L’histoire étudie le passé, mais aussi l’image que nous en avons aujourd’hui. C’est ce qu’on appelle la conscience historique. Cette conscience est propre à chacun de nous. Pour la plupart des personnes, elle joue un rôle bien plus important que l’approche scientifique.
Mais pourquoi cette fascination pour le Moyen Âge ? Pourquoi pas l’époque romaine ou une autre époque ?

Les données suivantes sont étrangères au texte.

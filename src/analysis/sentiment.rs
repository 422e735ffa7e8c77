//! Sentiment scoring and aggregation.
//!
//! Scoring is pluggable through [`SentimentScorer`]. Any
//! `Fn(&str) -> SentimentScore` closure is a scorer, and [`LexiconScorer`] is
//! the built-in word-valence implementation.
//!
//! ```rust
//! use chatpulse::analysis::sentiment::{LexiconScorer, SentimentScorer};
//!
//! let scorer = LexiconScorer::new();
//! assert!(scorer.score("what a great day").score > 0.0);
//! assert!(scorer.score("not good").score < 0.0);
//! ```

use std::collections::BTreeMap;

use chrono::NaiveDateTime;
use serde::{Deserialize, Serialize};

use super::keys::{MonthKey, Sender};
use super::lexicon::{is_negator, valence};
use super::mean;
use super::text::tokenize;
use crate::Message;

/// Result of scoring one piece of text.
#[derive(Debug, Clone, Copy, Default, PartialEq, Serialize, Deserialize)]
pub struct SentimentScore {
    /// Overall polarity; positive is favorable.
    pub score: f64,
    /// Score normalized by text length.
    pub comparative: f64,
}

/// Scores message text.
pub trait SentimentScorer: Send + Sync {
    fn score(&self, text: &str) -> SentimentScore;
}

impl<F> SentimentScorer for F
where
    F: Fn(&str) -> SentimentScore + Send + Sync,
{
    fn score(&self, text: &str) -> SentimentScore {
        self(text)
    }
}

/// Sums AFINN-style word valences.
///
/// A word directly preceded by a negator (`not`, `never`, `don't`, ...)
/// contributes its valence with the sign flipped. `comparative` is the score
/// divided by the number of tokens.
#[derive(Debug, Clone, Copy, Default)]
pub struct LexiconScorer;

impl LexiconScorer {
    pub fn new() -> Self {
        Self
    }
}

impl SentimentScorer for LexiconScorer {
    fn score(&self, text: &str) -> SentimentScore {
        let tokens = tokenize(text);
        if tokens.is_empty() {
            return SentimentScore::default();
        }

        let mut total = 0;
        let mut negated = false;
        for token in &tokens {
            if let Some(v) = valence(token) {
                total += if negated { -v } else { v };
            }
            negated = is_negator(token);
        }

        let score = f64::from(total);
        SentimentScore {
            score,
            comparative: score / tokens.len() as f64,
        }
    }
}

/// One scored message.
#[derive(Debug, Clone, PartialEq, Serialize, Deserialize)]
pub struct SentimentPoint {
    #[serde(default, skip_serializing_if = "Option::is_none")]
    pub timestamp: Option<NaiveDateTime>,
    pub sender: Sender,
    pub score: f64,
    pub comparative: f64,
}

#[derive(Debug, Clone, Default, PartialEq, Serialize, Deserialize)]
#[serde(rename_all = "camelCase")]
pub struct SentimentAnalysis {
    /// Scored messages in sequence order.
    pub sentiment_timeline: Vec<SentimentPoint>,
    pub avg_sentiment_by_month: BTreeMap<MonthKey, f64>,
    pub avg_sentiment_by_sender: BTreeMap<Sender, f64>,
}

/// Scores every textual message and averages the scores by month and by
/// sender. Media and deleted messages are skipped; messages without a valid
/// timestamp still count toward their sender's average.
pub fn analyze_sentiment<'a, I>(messages: I, scorer: &dyn SentimentScorer) -> SentimentAnalysis
where
    I: IntoIterator<Item = &'a Message>,
{
    let mut by_month: BTreeMap<MonthKey, Vec<f64>> = BTreeMap::new();
    let mut by_sender: BTreeMap<Sender, Vec<f64>> = BTreeMap::new();
    let mut timeline = Vec::new();

    for msg in messages.into_iter().filter(|m| m.is_textual()) {
        let SentimentScore { score, comparative } = scorer.score(&msg.content);
        let sender = Sender::new(msg.sender.as_str());

        if let Some(ts) = msg.timestamp {
            by_month.entry(MonthKey::of(ts)).or_default().push(score);
        }
        by_sender.entry(sender.clone()).or_default().push(score);
        timeline.push(SentimentPoint {
            timestamp: msg.timestamp,
            sender,
            score,
            comparative,
        });
    }

    SentimentAnalysis {
        sentiment_timeline: timeline,
        avg_sentiment_by_month: averages(by_month),
        avg_sentiment_by_sender: averages(by_sender),
    }
}

fn averages<K: Ord>(groups: BTreeMap<K, Vec<f64>>) -> BTreeMap<K, f64> {
    groups
        .into_iter()
        .filter_map(|(key, values)| mean(values).map(|m| (key, m)))
        .collect()
}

Jusqu’à sa chute, l’Empire romain était considéré comme très développé. Tout y était soumis à des règles strictes. Prenons l’exemple de l’armée romaine, ce groupe compact avec ses boucliers et sa parfaite organisation. L’époque romaine a façonné l’image d’une société rigide et représente donc un écran de projection moins intéressant que le Moyen Âge, plus romantique, à la seule exception peut-être des gladiateurs. Quant à la Renaissance, elle est certes très belle, mais renvoie une image trop froide. Tout y est trop parfait. Et l’humanisme et les Lumières sont tout simplement trop compliqués.
Le Moyen Âge, en revanche, est passionnant, voire menaçant et brutal, et c’est précisément ce qui nous attire. Mais c’est aussi une époque d’une grande simplicité, sans Internet et sans réseaux sociaux, où le travail manuel avait encore une valeur. Lors de la préparation du symposium, j’ai été surpris du nombre de festivals médiévaux organisés de nos jours.
Les gens aspirent à la paix, à la simplicité et à la proximité de la nature, ils recherchent une contre-image du monde d’aujourd’hui. Cela peut paraître très amusant sur les marchés médiévaux, mais c’est un phénomène que la recherche ne peut pas ignorer, que vous soyez historien, psychologue ou sociologue.